It’s no mystery that the recent trend for college housing has been high rise apartment complexes with pools and way too many roommates. But what if that’s not actually your best option?

 

Living in a house over an apartment during your college years has many benefits. And it’s not actually as much maintenance as rumors may say and it is cheaper! Jackson Properties provides yard work services, pest control, and house repairs, which means the only thing you really have to maintain is your own space! Just like anywhere else. The benefits outweigh the negatives by a long shot. So we have put together this list for you to see for yourself…

 

You will use your huge backyard more than a complex gym and grill

High rise complexes bait you in with promises of game rooms, pools, grill areas, etc. But in reality, less than half of apartment residents actually use the amenities offered. When you have your own large backyard within steps of your bedroom, you’re more likely to take advantage of it’s possibilities like bonfires, gardening, laying out, tailgating, grilling, and more!

 

More Privacy

When you’re living in an apartment complex, you’re sharing the hallways, the elevator, the pool, the grill area, etc with hundreds of other residents; and they probably all brought their own guests too! In a house, you wouldn’t have to deal with waiting your turn to use a grill that doesn’t work and you wouldn’t have to deal with trashed elevators and hallways after a big game. When living in a house, you get the opportunity to go at your own pace and worry about your own messes, no one else’s. And definitely not anyone above or below you!

 

Better point of contact – always within reach of the owner

High rise complexes are run by big corporate companies with offices hundreds of miles away, which is not ideal if you want to speak to owners directly. On top of that, property managers at these complexes are on high turnover and rarely have time to get to know their residents. When you’re renting a house from a local company, the owner is right in the office and can speak to you about your concerns and accommodations directly! As well as having a friendly, long-term, and dedicated staff to help you find what suits your needs.

 

Owners typically care about their houses more

As mentioned above, the real owners of high complexes are usually miles away and can’t directly oversee how their properties are being run.
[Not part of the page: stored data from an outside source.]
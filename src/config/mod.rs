//! Configuration management subsystem.
//!
//! # Data Flow
//! ```text
//! defaults (GlobalConfig::default)
//!     → loader.rs (optional TOML file, then BREAKER_* env overrides)
//!     → validation.rs (semantic checks)
//!     → ConnectionManager::spawn (initial global defaults)
//!
//! On file change:
//!     watcher.rs detects change
//!     → loader.rs reloads the file and re-applies BREAKER_* overrides
//!     → validation.rs validates
//!     → configure(None, ..) merges it into the running manager
//! ```
//!
//! # Design Decisions
//! - All fields have defaults to allow minimal configs
//! - Validation separates syntactic (serde) from semantic checks
//! - A config that fails to load or validate never replaces the current one

pub mod loader;
pub mod schema;
pub mod validation;
pub mod watcher;

pub use loader::{load_config, load_config_with_env, load_config_with_lookup, ConfigError};
pub use schema::GlobalConfig;
pub use validation::ValidationError;
pub use watcher::{apply_config_updates, ConfigWatcher};
//! End-to-end breaker behaviour through the public manager API.

use std::time::Duration;

use connection_breaker::resilience::LAST_FAILURE_REASON;
use connection_breaker::{
    BreakerError, CircuitState, ConfigureOptions, ConnectionKey, ConnectionManager, ConnectionOptions,
    EventData, EventFilter, EventType, GlobalConfig, SweepReport,
};

mod common;

#[tokio::test]
async fn test_registration_starts_closed() {
    let manager = common::manual_sweep_manager();

    let record = manager
        .register(("orders-db", "eu"), ConnectionOptions::new().metadata("owner", "team-a"))
        .await
        .unwrap();

    assert_eq!(record.state, CircuitState::Closed);
    assert_eq!(record.failure_count, 0);
    assert_eq!(record.scope.as_deref(), Some("eu"));
    assert_eq!(record.metadata["owner"], "team-a");
    assert_eq!(manager.status(("orders-db", "eu")).await.unwrap(), record);
}

#[tokio::test]
async fn test_opens_on_nth_consecutive_failure() {
    let manager = common::manual_sweep_manager();
    manager.register("api", ConnectionOptions::new().max_attempts(4)).await.unwrap();

    for attempt in 1..4 {
        manager.failure("api", None).await.unwrap();
        let status = manager.status("api").await.unwrap();
        assert_eq!(status.state, CircuitState::Closed, "opened early on attempt {}", attempt);
        assert!(manager.is_available("api").await);
    }

    manager.failure("api", Some("503 from upstream".into())).await.unwrap();
    let status = manager.status("api").await.unwrap();
    assert_eq!(status.state, CircuitState::Open);
    assert_eq!(status.failure_count, 4);
    assert!(status.opened_at.is_some());
    assert_eq!(status.metadata[LAST_FAILURE_REASON], "503 from upstream");
    assert!(!manager.is_available("api").await);
}

#[tokio::test]
async fn test_success_resets_count_without_state_change() {
    let manager = common::manual_sweep_manager();
    manager.register("api", ConnectionOptions::new().max_attempts(3)).await.unwrap();

    manager.failure("api", None).await.unwrap();
    manager.failure("api", None).await.unwrap();
    manager.success("api").await.unwrap();
    manager.failure("api", None).await.unwrap();
    manager.failure("api", None).await.unwrap();

    let status = manager.status("api").await.unwrap();
    assert_eq!(status.state, CircuitState::Closed);
    assert_eq!(status.failure_count, 2);
    assert!(status.last_success_time.is_some());
    assert!(status.last_failure_time.is_some());
}

#[tokio::test]
async fn test_unlimited_attempts_never_open() {
    let manager = common::manual_sweep_manager();
    manager
        .register("best-effort", ConnectionOptions::new().unlimited_attempts())
        .await
        .unwrap();

    for _ in 0..20 {
        manager.failure("best-effort", None).await.unwrap();
    }

    let status = manager.status("best-effort").await.unwrap();
    assert_eq!(status.state, CircuitState::Closed);
    assert_eq!(status.max_attempts, None);
}

#[tokio::test(start_paused = true)]
async fn test_open_then_expire_to_half_open() {
    let manager = common::manual_sweep_manager();
    manager.register("cache", ConnectionOptions::new()).await.unwrap();

    manager.open_circuit("cache", Some("maintenance".into()), Some(2_000)).await.unwrap();
    assert!(!manager.is_available("cache").await);

    tokio::time::advance(Duration::from_millis(1_999)).await;
    assert_eq!(manager.sweep().await.unwrap(), SweepReport::default());
    assert_eq!(manager.status("cache").await.unwrap().state, CircuitState::Open);

    tokio::time::advance(Duration::from_millis(1)).await;
    let report = manager.sweep().await.unwrap();
    assert_eq!(report, SweepReport { removed: 0, half_opened: 1 });

    let status = manager.status("cache").await.unwrap();
    assert_eq!(status.state, CircuitState::HalfOpen);
    assert!(manager.is_available("cache").await);
}

#[tokio::test(start_paused = true)]
async fn test_half_open_probe_outcomes() {
    let manager = common::manual_sweep_manager();
    manager
        .register("flaky", ConnectionOptions::new().max_attempts(10).expiry_ms(100))
        .await
        .unwrap();
    manager.register("recovering", ConnectionOptions::new().expiry_ms(100)).await.unwrap();

    manager.open_circuit("flaky", None, None).await.unwrap();
    manager.open_circuit("recovering", None, None).await.unwrap();
    manager.failure("recovering", None).await.unwrap();

    tokio::time::advance(Duration::from_millis(100)).await;
    assert_eq!(manager.sweep().await.unwrap().half_opened, 2);

    // One failed probe is enough, whatever the count.
    manager.failure("flaky", None).await.unwrap();
    let flaky = manager.status("flaky").await.unwrap();
    assert_eq!(flaky.state, CircuitState::Open);
    assert_eq!(flaky.failure_count, 1);

    manager.success("recovering").await.unwrap();
    let recovering = manager.status("recovering").await.unwrap();
    assert_eq!(recovering.state, CircuitState::Closed);
    assert_eq!(recovering.failure_count, 0);
}

#[tokio::test(start_paused = true)]
async fn test_threshold_expiry_and_reopen_scenario() {
    let manager = common::manual_sweep_manager();
    let mut events = manager.subscribe(EventFilter::all().connection("svc")).unwrap();

    manager.register("svc", ConnectionOptions::new().max_attempts(3)).await.unwrap();
    for _ in 0..3 {
        manager.failure("svc", Some("timeout".into())).await.unwrap();
    }

    let status = manager.status("svc").await.unwrap();
    assert_eq!(status.state, CircuitState::Open);
    let opened_at = status.opened_at.expect("opened_at not set");

    tokio::time::advance(Duration::from_millis(status.expiry_ms)).await;
    manager.sweep().await.unwrap();
    assert_eq!(manager.status("svc").await.unwrap().state, CircuitState::HalfOpen);

    manager.failure("svc", None).await.unwrap();
    let status = manager.status("svc").await.unwrap();
    assert_eq!(status.state, CircuitState::Open);
    assert!(status.opened_at.unwrap() >= opened_at + 60_000);

    let types: Vec<EventType> = {
        let mut types = Vec::new();
        for _ in 0..6 {
            types.push(common::next_event(&mut events).await.event_type);
        }
        types
    };
    assert_eq!(
        types,
        vec![
            EventType::Registration,
            EventType::Failure,
            EventType::Failure,
            EventType::CircuitOpened,
            EventType::CircuitHalfOpened,
            EventType::CircuitOpened,
        ]
    );
}

#[tokio::test]
async fn test_progressive_backoff_on_open() {
    let manager = common::manual_sweep_manager();
    manager
        .register(
            "search",
            ConnectionOptions::new().unlimited_attempts().progressive(100, 2.0, 1_000),
        )
        .await
        .unwrap();

    manager.failure("search", None).await.unwrap();
    manager.failure("search", None).await.unwrap();
    manager.open_circuit("search", None, None).await.unwrap();
    assert_eq!(manager.status("search").await.unwrap().expiry_ms, 400);

    for _ in 0..8 {
        manager.failure("search", None).await.unwrap();
    }
    manager.open_circuit("search", None, None).await.unwrap();
    assert_eq!(manager.status("search").await.unwrap().expiry_ms, 1_000);
}

#[tokio::test]
async fn test_close_and_reset() {
    let manager = common::manual_sweep_manager();
    let mut events = manager
        .subscribe(EventFilter::all().event_types(EventType::STATE_CHANGES))
        .unwrap();
    manager.register("queue", ConnectionOptions::new().max_attempts(2)).await.unwrap();

    manager.failure("queue", None).await.unwrap();
    manager.failure("queue", None).await.unwrap();
    manager.close_circuit("queue", Some("operator".into())).await.unwrap();

    let status = manager.status("queue").await.unwrap();
    assert_eq!(status.state, CircuitState::Closed);
    assert_eq!(status.failure_count, 2);

    manager.reset_circuit("queue", None).await.unwrap();
    assert_eq!(manager.status("queue").await.unwrap().failure_count, 0);

    assert_eq!(common::next_event(&mut events).await.event_type, EventType::CircuitOpened);

    let closed = common::next_event(&mut events).await;
    assert_eq!(closed.event_type, EventType::CircuitClosed);
    assert_eq!(
        closed.data,
        EventData::StateChanged {
            previous: CircuitState::Open,
            new: CircuitState::Closed,
            reason: Some("operator".into()),
            failure_count: 2,
            expiry_ms: None,
        }
    );

    let reset = common::next_event(&mut events).await;
    assert_eq!(reset.event_type, EventType::CircuitReset);
}

#[tokio::test]
async fn test_unregister() {
    let manager = common::manual_sweep_manager();
    let mut events = manager
        .subscribe(EventFilter::all().event_types([EventType::ConnectionUnregistered, EventType::Registration]))
        .unwrap();

    assert!(manager.unregister("never-registered").await.is_ok());

    manager.register("db", ConnectionOptions::new()).await.unwrap();
    manager.unregister("db").await.unwrap();
    manager.unregister("db").await.unwrap();

    assert_eq!(
        manager.status("db").await.unwrap_err(),
        BreakerError::NotFound(ConnectionKey::new("db"))
    );

    assert_eq!(common::next_event(&mut events).await.event_type, EventType::Registration);
    assert_eq!(
        common::next_event(&mut events).await.event_type,
        EventType::ConnectionUnregistered
    );
    assert!(common::drain(&mut events).is_empty());
}

#[tokio::test]
async fn test_configure_connection() {
    let manager = common::manual_sweep_manager();
    let mut events = manager
        .subscribe(EventFilter::all().event_types([EventType::ConnectionConfigured]))
        .unwrap();
    manager.register("api", ConnectionOptions::new()).await.unwrap();

    manager
        .configure(
            Some("api".into()),
            ConfigureOptions::new().max_attempts(1).expiry_ms(5_000),
        )
        .await
        .unwrap();

    let status = manager.status("api").await.unwrap();
    assert_eq!(status.max_attempts, Some(1));
    assert_eq!(status.expiry_ms, 5_000);
    assert_eq!(status.max_expiry_ms, 50_000);

    let event = common::next_event(&mut events).await;
    assert_eq!(event.connection_id, "api");

    manager.failure("api", None).await.unwrap();
    assert_eq!(manager.status("api").await.unwrap().state, CircuitState::Open);

    // Global settings do not touch existing connections.
    manager
        .configure(None, ConfigureOptions::new().expiry_ms(1))
        .await
        .unwrap();
    assert_eq!(manager.status("api").await.unwrap().expiry_ms, 5_000);
}

#[tokio::test(start_paused = true)]
async fn test_inactive_connections_evicted() {
    let manager = ConnectionManager::spawn(GlobalConfig {
        cleanup_interval_ms: common::MANUAL_SWEEP_MS,
        inactive_threshold_ms: 1_000,
        ..GlobalConfig::default()
    });
    let mut removed = manager
        .subscribe(EventFilter::all().event_types([EventType::ConnectionRemoved]))
        .unwrap();

    manager.register("idle", ConnectionOptions::new()).await.unwrap();
    manager.register("busy", ConnectionOptions::new()).await.unwrap();

    tokio::time::advance(Duration::from_millis(800)).await;
    manager.success("busy").await.unwrap();
    tokio::time::advance(Duration::from_millis(500)).await;

    let report = manager.sweep().await.unwrap();
    assert_eq!(report, SweepReport { removed: 1, half_opened: 0 });

    assert!(manager.status("idle").await.is_err());
    assert!(manager.status("busy").await.is_ok());

    let event = common::next_event(&mut removed).await;
    assert_eq!(event.connection_id, "idle");
    assert!(matches!(event.data, EventData::Removed { state: CircuitState::Closed, .. }));
}

#[tokio::test(start_paused = true)]
async fn test_timer_driven_sweep() {
    let manager = ConnectionManager::spawn(GlobalConfig {
        cleanup_interval_ms: 1_000,
        ..GlobalConfig::default()
    });
    manager.register("svc", ConnectionOptions::new()).await.unwrap();
    manager.open_circuit("svc", None, Some(500)).await.unwrap();

    tokio::time::sleep(Duration::from_millis(1_100)).await;

    assert_eq!(manager.status("svc").await.unwrap().state, CircuitState::HalfOpen);
}

#[tokio::test(start_paused = true)]
async fn test_sweep_timer_rearmed_on_interval_change() {
    let manager = common::manual_sweep_manager();
    manager.register("svc", ConnectionOptions::new()).await.unwrap();
    manager.open_circuit("svc", None, Some(100)).await.unwrap();

    manager
        .configure(None, ConfigureOptions::new().cleanup_interval_ms(200))
        .await
        .unwrap();

    tokio::time::sleep(Duration::from_millis(250)).await;

    assert_eq!(manager.status("svc").await.unwrap().state, CircuitState::HalfOpen);
}

#[tokio::test(flavor = "multi_thread", worker_threads = 4)]
async fn test_concurrent_failures_open_exactly_once() {
    let manager = common::manual_sweep_manager();
    let mut events = manager
        .subscribe(EventFilter::all().event_types([EventType::CircuitOpened, EventType::CircuitReset]))
        .unwrap();
    manager.register("shared", ConnectionOptions::new().max_attempts(50)).await.unwrap();

    let tasks: Vec<_> = (0..50)
        .map(|_| {
            let manager = manager.clone();
            tokio::spawn(async move { manager.failure("shared", None).await })
        })
        .collect();
    for task in tasks {
        task.await.unwrap().unwrap();
    }

    let status = manager.status("shared").await.unwrap();
    assert_eq!(status.failure_count, 50);
    assert_eq!(status.state, CircuitState::Open);

    manager.reset_circuit("shared", None).await.unwrap();

    assert_eq!(common::next_event(&mut events).await.event_type, EventType::CircuitOpened);
    assert_eq!(common::next_event(&mut events).await.event_type, EventType::CircuitReset);
}

#[tokio::test]
async fn test_list_returns_every_connection() {
    let manager = common::manual_sweep_manager();
    manager.register("b", ConnectionOptions::new()).await.unwrap();
    manager.register("a", ConnectionOptions::new()).await.unwrap();
    manager.register(("a", "eu"), ConnectionOptions::new()).await.unwrap();

    let keys: Vec<ConnectionKey> = manager.list().await.unwrap().iter().map(|r| r.key()).collect();
    assert_eq!(
        keys,
        vec![
            ConnectionKey::new("a"),
            ConnectionKey::new("b"),
            ConnectionKey::scoped("a", "eu"),
        ]
    );
}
When you rent local, the owner is more directly involved and takes pride in the condition of the houses. Quality, cleanliness, and repairs are prioritized. 

 

Parking is never an issue – for you or for your guests. No extra charge

No more monthly fees for parking in a crowded garage! You and your guests get to park for free in your own driveway. So no more having to hear “where should I park?” from visitors. 

 

Can divide up the rent differently to meet everyone’s needs

Personalize your agreements with roommates to meet the needs of everyone! If you have a smaller room in the house, you can make a deal with roommates to pay a lower price, and vice versa with a bigger room. Everyone’s experience within the house can be personalized and different. No more cookie cutter, identical copies of rooms!

 

It’s cheaper overall 

When you look at the overall costs of living in a high rise, it’s not just rent and parking going into your monthly payment. These companies also include the high costs of their advertising into your rent. All that free merchandise and TV giveaways has to be paid somehow! And it’s right out of their residents’ overpriced rent.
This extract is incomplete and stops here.